Back in his office, Jon discovered more Waze worshippers. One said, “Don’t second-guess her. Give yourself up to her. You’ll see!”
So we gave Missy another shot, and it’s been working out. She takes us on roads we never knew existed, saving tons of time on trips short and long. She tells us how long we’ll be in traffic. She keeps an eye out for accidents on I-95, steering us around them with a cheerful burble of beeps before she issues a firm directive to “Exit right!”
Now we both just let Missy Waze have her ways with us.

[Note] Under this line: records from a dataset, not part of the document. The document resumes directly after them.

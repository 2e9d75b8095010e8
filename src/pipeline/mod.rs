//! Frame pipeline: bounded intake, ordered parallel processing, latest-result
//! cache and windowed rate measurement wired together.

pub mod buffer;
pub mod cache;
pub mod processor;
pub mod rate;
pub(crate) mod reorder;
pub mod transform;

use std::sync::atomic::{AtomicU64, Ordering};
use std::sync::{Arc, Mutex, PoisonError};
use std::thread::{self, JoinHandle};
use std::time::{Duration, Instant};

use crossbeam::utils::CachePadded;
use flume::Receiver;
use tracing::{debug, error, info, warn};

pub use buffer::{BackpressurePolicy, BoundedFrameBuffer, BufferStats, Enqueued};
pub use cache::{CacheStats, LatestResultCache};
pub use processor::{Outcome, ParallelOrderedProcessor, Processed, ProcessorOptions, ShutdownReport};
pub use rate::{RateWindow, SharedRateWindow};
pub use transform::{FrameSummary, SimulatedTransform, Transform};

use crate::capture::Frame;
use crate::error::Result;
use crate::PipelineConfig;

/// A result that made it through the transform, with the sequence number of
/// the frame it came from
#[derive(Debug, Clone, PartialEq)]
pub struct Completed<R> {
    pub sequence: u64,
    pub value: R,
}

/// Point-in-time view of pipeline health
#[derive(Debug, Clone, Copy, Default, PartialEq)]
pub struct PipelineStats {
    pub input_fps: f64,
    pub output_fps: f64,
    /// Mean gap between accepted frames over the rate window
    pub input_interval: Option<Duration>,
    /// Mean gap between completed results over the rate window
    pub output_interval: Option<Duration>,
    pub submitted: u64,
    pub evicted: u64,
    pub completed: u64,
    pub failed: u64,
    /// Highest sequence number delivered downstream, if any
    pub last_sequence: Option<u64>,
    pub cache: CacheStats,
    pub queued: usize,
    pub reorder_high_water: usize,
}

#[derive(Default)]
struct Counters {
    completed: AtomicU64,
    failed: AtomicU64,
    evicted: AtomicU64,
    /// `u64::MAX` until the first result lands.
    last_sequence: AtomicU64,
}

/// State shared between the pipeline handle and its collector thread
struct Shared<R> {
    epoch: Instant,
    cache: LatestResultCache<Completed<R>>,
    input_rate: SharedRateWindow,
    output_rate: SharedRateWindow,
    counters: CachePadded<Counters>,
}

impl<R> Shared<R> {
    fn now(&self) -> Duration {
        self.epoch.elapsed()
    }
}

/// One active frame stream.
///
/// ```text
/// submit ─▶ BoundedFrameBuffer ─▶ W workers ─▶ reorder ─▶ collector ─▶ LatestResultCache
///    │                                                        │
///    └─▶ input RateWindow                                     └─▶ output RateWindow
/// ```
pub struct FramePipeline<P, R> {
    processor: ParallelOrderedProcessor<P, R>,
    shared: Arc<Shared<R>>,
    collector: Mutex<Option<JoinHandle<()>>>,
    shutdown_timeout: Option<Duration>,
}

impl<P, R> FramePipeline<P, R>
where
    P: Send + 'static,
    R: Send + Sync + 'static,
{
    pub fn new<T>(config: &PipelineConfig, transform: T) -> Result<Self>
    where
        T: Transform<P, R>,
    {
        config.validate()?;

        let input_rate = RateWindow::from_millis(config.rate_window_ms)?;
        let output_rate = input_rate.clone();
        let buffer = BoundedFrameBuffer::new(config.buffer_capacity, config.backpressure)?;
        let options = ProcessorOptions {
            workers: config.workers,
            pin_workers: config.pin_workers,
        };
        let (processor, results) = ParallelOrderedProcessor::spawn(buffer, options, transform)?;

        let shared = Arc::new(Shared {
            epoch: Instant::now(),
            cache: LatestResultCache::new(),
            input_rate: SharedRateWindow::new(input_rate),
            output_rate: SharedRateWindow::new(output_rate),
            counters: CachePadded::new(Counters {
                last_sequence: AtomicU64::new(u64::MAX),
                ..Counters::default()
            }),
        });

        let collector = {
            let shared = shared.clone();
            thread::Builder::new()
                .name("framepipe-collector".into())
                .spawn(move || collect(&shared, &results))?
        };

        info!(
            capacity = config.buffer_capacity,
            workers = config.workers,
            policy = ?config.backpressure,
            window_ms = config.rate_window_ms,
            "Frame pipeline ready"
        );

        Ok(Self {
            processor,
            shared,
            collector: Mutex::new(Some(collector)),
            shutdown_timeout: config.shutdown_timeout_ms.map(Duration::from_millis),
        })
    }
}

impl<P, R> FramePipeline<P, R> {
    /// Monotonic time since the pipeline was created.
    pub fn now(&self) -> Duration {
        self.shared.now()
    }

    /// Accept one captured frame.
    ///
    /// Under `BlockProducer` this waits for room in the buffer. The input
    /// rate is recorded from `timestamp` once the frame is accepted.
    pub fn submit(&self, payload: P, timestamp: Duration) -> Result<Enqueued> {
        self.submit_frame(Frame::new(payload, timestamp))
    }

    /// Accept a frame built by the capture side. Its sequence number is
    /// reassigned by the buffer.
    pub fn submit_frame(&self, frame: Frame<P>) -> Result<Enqueued> {
        let timestamp = frame.timestamp();
        let enqueued = self.processor.enqueue(frame)?;
        self.shared.input_rate.record(timestamp);
        Ok(enqueued)
    }

    /// [`submit`](Self::submit) stamped with the pipeline clock.
    pub fn submit_now(&self, payload: P) -> Result<Enqueued> {
        self.submit(payload, self.now())
    }

    /// Most recent completed result, if any.
    pub fn latest(&self) -> Option<Arc<Completed<R>>> {
        self.shared.cache.latest()
    }

    pub fn cache(&self) -> &LatestResultCache<Completed<R>> {
        &self.shared.cache
    }

    /// Frames per second accepted at intake over the rate window.
    pub fn input_rate(&self) -> f64 {
        self.shared.input_rate.rate()
    }

    /// Results per second completed over the rate window.
    pub fn output_rate(&self) -> f64 {
        self.shared.output_rate.rate()
    }

    pub fn stats(&self) -> PipelineStats {
        let counters = &self.shared.counters;
        let last_sequence = counters.last_sequence.load(Ordering::Acquire);
        let buffer = self.processor.buffer();
        let input_fps = self.input_rate();
        let output_fps = self.output_rate();
        metrics::gauge!("framepipe_input_fps").set(input_fps);
        metrics::gauge!("framepipe_output_fps").set(output_fps);

        PipelineStats {
            input_fps,
            output_fps,
            input_interval: self.shared.input_rate.mean_interval(),
            output_interval: self.shared.output_rate.mean_interval(),
            submitted: buffer.stats().enqueued,
            evicted: counters.evicted.load(Ordering::Relaxed),
            completed: counters.completed.load(Ordering::Relaxed),
            failed: counters.failed.load(Ordering::Relaxed),
            last_sequence: (last_sequence != u64::MAX).then_some(last_sequence),
            cache: self.shared.cache.stats(),
            queued: buffer.len(),
            reorder_high_water: self.processor.reorder_high_water(),
        }
    }

    /// Stop intake, drain in-flight frames, and wait for every result to
    /// reach the cache.
    ///
    /// Uses the configured shutdown deadline when there is one. Calling it
    /// again after a successful shutdown is a no-op.
    pub fn shutdown(&self) -> Result<ShutdownReport> {
        let report = match self.shutdown_timeout {
            Some(timeout) => self.processor.shutdown_timeout(timeout),
            None => Ok(self.processor.shutdown()),
        };

        // The processor has closed the result stream by now, even when it
        // abandoned workers, so the collector is about to run dry.
        let collector = self
            .collector
            .lock()
            .unwrap_or_else(PoisonError::into_inner)
            .take();
        if let Some(collector) = collector {
            if collector.join().is_err() {
                error!("Collector thread panicked");
            }
        }

        if let Ok(report) = &report {
            info!(joined = report.joined, "Frame pipeline stopped");
        }
        report
    }
}

/// Moves ordered results into the cache and the output rate window.
fn collect<R>(shared: &Shared<R>, results: &Receiver<Processed<R>>) {
    for processed in results.iter() {
        let sequence = processed.sequence;
        match processed.outcome {
            Outcome::Completed(value) => {
                shared.cache.update(Completed { sequence, value });
                shared.output_rate.record(shared.now());
                shared.counters.completed.fetch_add(1, Ordering::Relaxed);
            }
            Outcome::Failed(e) => {
                warn!(sequence, "Frame failed: {}", e);
                shared.counters.failed.fetch_add(1, Ordering::Relaxed);
            }
            Outcome::Evicted => {
                debug!(sequence, "Frame evicted before processing");
                shared.counters.evicted.fetch_add(1, Ordering::Relaxed);
            }
        }
        shared
            .counters
            .last_sequence
            .store(sequence, Ordering::Release);
    }

    debug!("Result stream closed, collector exiting");
}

She was particularly helpful when I had to do a 500-mile trip from Philadelphia to the unknown territory of Norway, Maine, with a stop in Boston to pick up daughter Annie, embarking on her medical school clinical training.
After the streets of Boston, the trip to Norway was pretty straightforward. Nevertheless, I was loath to part from Missy Waze, who had so ably rewarded my devotion on the first leg. But Annie was not smitten. As Missy Waze directed us toward Main Street — Norway has only two streets — Annie gave me a sideways glance, part dismay and part disdain, and said, “Don’t you think you’re getting a little too dependent?”
I had a flashback to the summer of ’62. My dad loaded our family of six into the car, and we headed off from Hollidaysburg, Pennsylvania, for a four-week drive to see America. In and out of big cities: Chicago, Denver, San Francisco. Across great plains and painted deserts. Up into the Grand Teton Mountains. Routes chosen by studying thick AAA guide books and sheaves of folding maps. The closest thing to a satellite network was the spooky space music of “Telstar” on the Top 10. Driving days in 1962 were different. Every day an adventure. Even a wrong turn could make a good story. The “romance” of the open road.
Wait! I was only nine at the time! I had no idea what anxiety my mother might have felt when cruising through the middle of Nebraska without a clue as to where the next gas station might be. I have no idea how many evenings my father spent poring over maps when he might have preferred pouring a nightcap in the hotel’s lounge. I have no idea how they coped when, every day for 28 days, they could give no sure answer to the perpetual backseat barrage: “How much farther? When we will get there? Where are we eating?”
No thanks. Missy Waze is romance enough for us.